Tailoring the Transport Layer Interface for Relative Indoor and Outdoor Photovoltaic Performance

The ability to achieve notable indoor power conversion efficiency (PCE) makes organic photovoltaics (OPV) a potential technology for indoor applications. Currently, ongoing research in indoor OPVs focuses on improving both their indoor PCE and their stability. However, little attention has been given to investigating the fabrication yield of indoor OPVs, a pivotal determinant of their potential commercial viability. In this study, we discovered that despite assessing the PCE of OPVs under indoor and solar illumination conditions using the same devices, the fabrication yields under these distinct light sources vary significantly. Employing diverse analytical measurements, we elucidated the underlying mechanisms contributing to this variance. Our findings suggest that disparities in fabrication yield resulted from the interfacial interactions between the hole transport layer (HTL) and the active layer.
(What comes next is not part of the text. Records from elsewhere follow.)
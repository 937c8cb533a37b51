use fell_desert_core::MissionEngine;
use fell_desert_system_map_rendering::{render_map, MapRenderInfo};
use fell_desert_world::World;

const FELL_DESERT_GRID: &str = "L . ~ . .\n . _ . # .\n. . . . ~\n ~ . _ . S";

#[test]
fn fell_desert_map_renders_grid_and_legend() {
    let world = World::new();
    let rendered = render_map(&world.map_overview(), None);

    assert_eq!(
        rendered,
        format!(
            "Map: 5 columns x 4 rows\n{FELL_DESERT_GRID}\n\nLegend:\n  . = Normal terrain\n  ~ = Rough terrain\n  _ = Pit (cannot stop)\n  # = Wall (impassable)\nSquaddies:\n  L = lini (0,0)\n  S = slither-demon (3,4)"
        ),
    );
}

#[test]
fn gathered_info_groups_squaddies_by_affiliation() {
    let world = World::new();
    let overview = world.map_overview();
    let info = MapRenderInfo::gather(&world, &overview);

    let rendered = render_map(&overview, Some(&info));

    assert!(
        rendered.starts_with(&format!("Turn 0\nMap: 5 columns x 4 rows\n{FELL_DESERT_GRID}")),
        "turn start has no owning affiliation: {rendered}",
    );
    assert!(
        rendered.ends_with("Squaddies:\n  Player:\n    L = lini (0,0)\n  Enemy:\n    S = slither-demon (3,4)"),
        "unexpected listing: {rendered}",
    );
}

#[test]
fn header_names_the_acting_affiliation() {
    let mut world = World::new();
    world.transition_to_next_phase();
    world.transition_to_next_phase();
    let overview = world.map_overview();

    let rendered = render_map(&overview, Some(&MapRenderInfo::gather(&world, &overview)));

    assert!(rendered.starts_with("Turn 0 - Player Phase\n"));
}
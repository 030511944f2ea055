use std::path::{Path, PathBuf};

use crate::{
    codegen::{self, Unit},
    desugar::{self, Desugared},
    diagnostic::Diagnostic,
    parser::{self, ParseOptions},
    resolve::{ImportGraph, SourceLoader, TypeScope},
    Error,
};

/// A diagnostic together with the file it was found in.
#[derive(Clone, Debug, PartialEq, Eq)]
pub struct FileDiagnostic {
    pub path: PathBuf,
    pub diagnostic: Diagnostic,
}

impl std::fmt::Display for FileDiagnostic {
    fn fmt(&self, f: &mut std::fmt::Formatter<'_>) -> std::fmt::Result {
        write!(f, "{}: {}", self.path.display(), self.diagnostic)
    }
}

#[derive(Debug)]
pub struct Compiled {
    pub output: codegen::Output,
    pub diagnostics: Vec<FileDiagnostic>,
}

/// Runs the whole pipeline over a set of input files: parse, resolve
/// imports, desugar and generate one bundle for all of them.
///
/// The first error aborts; warnings are collected per file.
pub fn compile<L: SourceLoader>(
    loader: L,
    inputs: &[PathBuf],
    parse_options: ParseOptions,
    options: &codegen::Options,
) -> Result<Compiled, Error> {
    let mut graph = ImportGraph::new(&loader, parse_options);
    let mut compiled = Vec::with_capacity(inputs.len());
    let mut diagnostics = Vec::new();

    for path in inputs {
        let (document, scope, found) = front_end(&loader, &mut graph, path, parse_options)?;
        diagnostics.extend(found.into_iter().map(|diagnostic| FileDiagnostic {
            path: path.clone(),
            diagnostic,
        }));
        compiled.push((document, scope));
    }

    let units: Vec<_> = compiled
        .iter()
        .map(|(document, scope)| Unit { document, scope })
        .collect();
    let output = codegen::generate(&units, options)?;
    Ok(Compiled {
        output,
        diagnostics,
    })
}

fn front_end<L: SourceLoader>(
    loader: &L,
    graph: &mut ImportGraph<&L>,
    path: &Path,
    parse_options: ParseOptions,
) -> Result<(Desugared, TypeScope, Vec<Diagnostic>), Error> {
    let src = loader.load(path).map_err(|source| Error::Io {
        path: path.to_path_buf(),
        source,
    })?;
    let document = parser::parse_document_with(&src, parse_options).map_err(|source| {
        Error::Parse {
            path: path.to_path_buf(),
            source,
        }
    })?;
    let mut diagnostics = Vec::new();
    let imports = graph.resolve(path, &document, &mut diagnostics)?;
    let document = desugar::lower(document, &mut diagnostics);
    let scope = TypeScope::new(&document, &imports);
    Ok((document, scope, diagnostics))
}

#[cfg(test)]
mod tests {
    use super::*;
    use crate::resolve::MemoryLoader;

    #[test]
    fn test_compile_reports_warnings_per_file() {
        let loader = MemoryLoader::default()
            .with("idl/a.idl", "namespace A { enum E { X } }")
            .with(
                "idl/b.idl",
                r#"import "a.idl"; import "missing.idl";
                namespace B { interface IThing { DasResult Take(A::E e); } }"#,
            );
        let compiled = compile(
            loader,
            &[PathBuf::from("idl/a.idl"), PathBuf::from("idl/b.idl")],
            ParseOptions::default(),
            &codegen::Options::default(),
        )
        .unwrap();
        let warnings: Vec<_> = compiled
            .diagnostics
            .iter()
            .map(ToString::to_string)
            .collect();
        assert_eq!(
            warnings,
            [
                "idl/a.idl: line 1: warning: enum `E` has no member equal to 0x7FFFFFFF, inserted `E_FORCE_DWORD`",
                "idl/b.idl: line 1: warning: cannot import `idl/missing.idl`: no such file",
                "idl/b.idl: line 2: warning: interface `IThing` has no uuid, its identifier is derived from an empty string",
            ]
        );
        assert!(compiled
            .output
            .bundle
            .contains("fn take(&self, e: crate::a::E) -> rt::Status;"));
    }

    #[test]
    fn test_compile_names_the_failing_file() {
        let loader = MemoryLoader::default().with("bad.idl", "struct S { IFoo f; }");
        let error = compile(
            loader,
            &[PathBuf::from("bad.idl")],
            ParseOptions::default(),
            &codegen::Options::default(),
        )
        .unwrap_err();
        assert_eq!(
            error.to_string(),
            "bad.idl: line 1: struct `S` field `f` has type `IFoo` at line 1, \
             but struct fields must be primitive"
        );
    }
}
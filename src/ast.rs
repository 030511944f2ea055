// document ::= (item)*
// item ::= import STRING ';'
//        | namespace ID ('::' ID)* '{' (item)* '}'
//        | [attributes] interface ID [':' ID] '{' (member)* '}' [';']
//        | enum ID '{' [enum_value (',' enum_value)* [',']] '}' [';']
//        | struct ID '{' (type ID ';')* '}' [';']
//        | ';'
// attributes ::= '[' [attribute (',' attribute)*] ']'
// attribute ::= ID ['(' (STRING | NUMBER | ID) ')']
// member ::= [attributes] type ID '(' [param (',' param)*] ')' ['=' NUMBER] ';'
//          | '[' (get | set) ... ']' type ID [';']
// param ::= [attributes] type ID
// type ::= [const] ID ('::' ID)* ('*')* ['&']
//        | [const] (unsigned | signed) ID ('*')* ['&']
// enum_value ::= ID ['=' NUMBER]

use std::fmt;

pub use crate::types::TypeInfo;

/// The interface every interface implicitly extends.
pub const DEFAULT_BASE_INTERFACE: &str = "IDasBase";

/// The value every generated enum must be able to represent.
pub const ENUM_SENTINEL_VALUE: i32 = 0x7FFF_FFFF;

#[derive(Clone, Debug, Default, PartialEq)]
pub struct IdlDocument {
    pub interfaces: Vec<InterfaceDef>,
    pub enums: Vec<EnumDef>,
    pub structs: Vec<StructDef>,
    pub imports: Vec<ImportDef>,
    /// The single namespace declared by the document, if any (e.g. `A::B`).
    pub namespace: Option<String>,
}

#[derive(Clone, Debug, PartialEq)]
pub struct ImportDef {
    pub path: String,
    pub line: u32,
}

#[derive(Clone, Debug, PartialEq)]
pub struct InterfaceDef {
    pub name: String,
    /// The canonical textual form of the interface unique id (8-4-4-4-12).
    /// Empty if the interface carries no `uuid` attribute.
    pub uuid: String,
    pub base: String,
    pub members: Vec<Member>,
    /// The namespace path enclosing the declaration; empty at top level.
    pub namespace: String,
    pub attributes: Attributes,
    pub line: u32,
}

impl InterfaceDef {
    pub fn methods(&self) -> impl Iterator<Item = &MethodDef> {
        self.members.iter().filter_map(|m| match m {
            Member::Method(method) => Some(method),
            Member::Property(_) => None,
        })
    }

    pub fn properties(&self) -> impl Iterator<Item = &PropertyDef> {
        self.members.iter().filter_map(|m| match m {
            Member::Property(property) => Some(property),
            Member::Method(_) => None,
        })
    }

    /// The interface name without its `I` prefix (`IExample` -> `Example`).
    pub fn short_name(&self) -> &str {
        short_interface_name(&self.name)
    }
}

pub fn short_interface_name(name: &str) -> &str {
    match name.strip_prefix('I') {
        Some(rest) if !rest.is_empty() => rest,
        _ => name,
    }
}

#[derive(Clone, Debug, PartialEq)]
pub enum Member {
    Method(MethodDef),
    Property(PropertyDef),
}

#[derive(Clone, Debug, PartialEq)]
pub struct MethodDef {
    pub name: String,
    pub return_ty: TypeInfo,
    pub params: Vec<ParameterDef>,
    pub attributes: Attributes,
    pub origin: MethodOrigin,
    pub line: u32,
}

impl MethodDef {
    /// Whether the method transfers opaque byte buffers instead of typed
    /// values (the `[binary_buffer]` attribute).
    pub fn is_binary_buffer(&self) -> bool {
        self.attributes.has("binary_buffer")
    }
}

/// Where a method came from. Only used to improve error messages.
#[derive(Copy, Clone, Debug, PartialEq, Eq)]
pub enum MethodOrigin {
    Declared,
    Getter,
    Setter,
}

impl fmt::Display for MethodOrigin {
    fn fmt(&self, f: &mut fmt::Formatter<'_>) -> fmt::Result {
        match self {
            MethodOrigin::Declared => f.write_str("method"),
            MethodOrigin::Getter => f.write_str("property getter"),
            MethodOrigin::Setter => f.write_str("property setter"),
        }
    }
}

#[derive(Clone, Debug, PartialEq)]
pub struct ParameterDef {
    pub name: String,
    pub ty: TypeInfo,
    pub direction: Direction,
}

#[derive(Copy, Clone, Debug, PartialEq, Eq)]
pub enum Direction {
    In,
    Out,
    InOut,
}

impl Direction {
    /// Whether the value travels in the request.
    pub fn is_input(self) -> bool {
        matches!(self, Direction::In | Direction::InOut)
    }

    /// Whether the value travels in the response.
    pub fn is_output(self) -> bool {
        matches!(self, Direction::Out | Direction::InOut)
    }
}

impl fmt::Display for Direction {
    fn fmt(&self, f: &mut fmt::Formatter<'_>) -> fmt::Result {
        match self {
            Direction::In => f.write_str("in"),
            Direction::Out => f.write_str("out"),
            Direction::InOut => f.write_str("inout"),
        }
    }
}

#[derive(Clone, Debug, PartialEq)]
pub struct PropertyDef {
    pub name: String,
    pub ty: TypeInfo,
    pub has_getter: bool,
    pub has_setter: bool,
    pub line: u32,
}

#[derive(Clone, Debug, PartialEq)]
pub struct EnumDef {
    pub name: String,
    pub values: Vec<EnumValue>,
    pub namespace: String,
    pub line: u32,
}

impl EnumDef {
    pub fn has_sentinel(&self) -> bool {
        self.values.iter().any(|v| v.value == ENUM_SENTINEL_VALUE)
    }
}

#[derive(Clone, Debug, PartialEq)]
pub struct EnumValue {
    pub name: String,
    pub value: i32,
}

#[derive(Clone, Debug, PartialEq)]
pub struct StructDef {
    pub name: String,
    pub fields: Vec<StructField>,
    pub namespace: String,
    pub line: u32,
}

#[derive(Clone, Debug, PartialEq)]
pub struct StructField {
    pub name: String,
    pub ty: TypeInfo,
}

/// An ordered attribute list, as in `[uuid("..."), swig_export]`.
#[derive(Clone, Debug, Default, PartialEq)]
pub struct Attributes(Vec<Attribute>);

impl Attributes {
    pub fn push(&mut self, attribute: Attribute) {
        self.0.push(attribute);
    }

    pub fn get(&self, name: &str) -> Option<&AttributeValue> {
        self.0.iter().find(|a| a.name == name).map(|a| &a.value)
    }

    pub fn has(&self, name: &str) -> bool {
        self.get(name).is_some()
    }

    pub fn remove(&mut self, name: &str) -> Option<AttributeValue> {
        let index = self.0.iter().position(|a| a.name == name)?;
        Some(self.0.remove(index).value)
    }

    pub fn iter(&self) -> impl Iterator<Item = &Attribute> {
        self.0.iter()
    }
}

#[derive(Clone, Debug, PartialEq)]
pub struct Attribute {
    pub name: String,
    pub value: AttributeValue,
}

#[derive(Clone, Debug, PartialEq)]
pub enum AttributeValue {
    /// A bare attribute, such as `[get]`.
    Flag,
    String(String),
    Number(i64),
    Ident(String),
}

impl fmt::Display for AttributeValue {
    fn fmt(&self, f: &mut fmt::Formatter<'_>) -> fmt::Result {
        match self {
            AttributeValue::Flag => Ok(()),
            AttributeValue::String(s) => write!(f, "({s:?})"),
            AttributeValue::Number(n) => write!(f, "({n})"),
            AttributeValue::Ident(i) => write!(f, "({i})"),
        }
    }
}

/// Iterates over the segments of a `::`-separated namespace path.
pub fn namespace_segments(namespace: &str) -> impl Iterator<Item = &str> {
    namespace.split("::").filter(|s| !s.is_empty())
}
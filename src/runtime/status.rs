use std::fmt;

/// A signed call status. Negative values are failures.
#[derive(Copy, Clone, Default, PartialEq, Eq, Hash)]
#[repr(transparent)]
pub struct Status(pub i32);

impl Status {
    pub const OK: Status = Status(0);
    pub const FALSE: Status = Status(1);
    pub const FAIL: Status = Status(-1_073_741_867);
    pub const INVALID_POINTER: Status = Status(-1_073_741_847);
    pub const INVALID_ARGUMENT: Status = Status(-1_073_741_868);
    pub const NO_IMPLEMENTATION: Status = Status(-1_073_741_835);
    pub const OUT_OF_RANGE: Status = Status(-1_073_741_841);
    pub const TIMEOUT: Status = Status(-1_073_741_857);
    pub const INVALID_SIZE: Status = Status(-1_073_741_854);
    /// A reply or request could not be decoded.
    pub const DESERIALIZATION_FAILED: Status = Status(-1_073_741_869);

    pub const fn is_success(self) -> bool {
        self.0 >= 0
    }

    pub const fn is_failure(self) -> bool {
        self.0 < 0
    }

    /// `Ok` on success, carrying the (possibly non-zero) success code.
    pub fn into_result(self) -> Result<Status, Status> {
        if self.is_success() {
            Ok(self)
        } else {
            Err(self)
        }
    }

    fn name(self) -> Option<&'static str> {
        Some(match self {
            Status::OK => "OK",
            Status::FALSE => "FALSE",
            Status::FAIL => "FAIL",
            Status::INVALID_POINTER => "INVALID_POINTER",
            Status::INVALID_ARGUMENT => "INVALID_ARGUMENT",
            Status::NO_IMPLEMENTATION => "NO_IMPLEMENTATION",
            Status::OUT_OF_RANGE => "OUT_OF_RANGE",
            Status::TIMEOUT => "TIMEOUT",
            Status::INVALID_SIZE => "INVALID_SIZE",
            Status::DESERIALIZATION_FAILED => "DESERIALIZATION_FAILED",
            _ => return None,
        })
    }
}

impl fmt::Debug for Status {
    fn fmt(&self, f: &mut fmt::Formatter<'_>) -> fmt::Result {
        match self.name() {
            Some(name) => write!(f, "Status({name})"),
            None => write!(f, "Status({:#010X})", self.0),
        }
    }
}

impl fmt::Display for Status {
    fn fmt(&self, f: &mut fmt::Formatter<'_>) -> fmt::Result {
        match self.name() {
            Some(name) => f.write_str(name),
            None => write!(f, "{:#010X}", self.0),
        }
    }
}

impl From<super::WireError> for Status {
    fn from(_: super::WireError) -> Status {
        Status::DESERIALIZATION_FAILED
    }
}

#[cfg(test)]
mod tests {
    use super::*;

    #[test]
    fn test_sign_convention() {
        assert!(Status::OK.is_success());
        assert!(Status::FALSE.is_success());
        assert!(Status::FAIL.is_failure());
        assert!(Status::DESERIALIZATION_FAILED.is_failure());
        assert_eq!(Status::FALSE.into_result(), Ok(Status::FALSE));
        assert_eq!(Status::TIMEOUT.into_result(), Err(Status::TIMEOUT));
    }

    #[test]
    fn test_display() {
        assert_eq!(Status::OK.to_string(), "OK");
        assert_eq!(Status::FAIL.to_string(), "FAIL");
        assert_eq!(Status(-1).to_string(), "0xFFFFFFFF");
        assert_eq!(format!("{:?}", Status(7)), "Status(0x00000007)");
    }
}
//! A compiler from a small interface definition language to Rust proxies and
//! stubs which talk over an abstract transport.

use std::{io, path::PathBuf};

/// The lexer takes the source input, mapping it into a sequence of tokens.
pub mod lexer;

/// The parser takes a sequence of tokens, mapping it into a document.
pub mod parser;

/// Lowers properties into methods and completes enums, once, before any
/// generator runs.
pub mod desugar;

/// Follows imports and answers how a referenced type must be spelled.
pub mod resolve;

/// Emits Rust source for every interface, enum and struct.
pub mod codegen;

/// Linked by the generated code.
pub mod runtime;

pub mod ast;
pub mod diagnostic;
pub mod driver;
pub mod ident;
pub mod protocol;
pub mod token;
pub mod types;

pub mod util {
    pub mod tree;
    #[cfg(test)]
    pub(crate) mod test_utils;
}

#[derive(Debug, thiserror::Error)]
pub enum Error {
    #[error("{}: {source}", .path.display())]
    Io { path: PathBuf, source: io::Error },
    #[error("{}: {source}", .path.display())]
    Parse {
        path: PathBuf,
        source: parser::ParseError,
    },
    #[error(transparent)]
    Resolve(#[from] resolve::ResolveError),
    #[error(transparent)]
    Generate(#[from] codegen::GenerateError),
}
Particularly, the interfacial behavior between these layers plays a decisive role in achieving elevated fabrication yields in indoor OPVs. Furthermore, we demonstrate the function of a combination of two HTLs (TAPC/MoO3), which not only enhances the indoor PCE of OPVs but also substantially improves the fabrication yield of indoor OPVs. Our study offers insights and critical guidance for the advancement of indoor OPVs with high fabrication yields.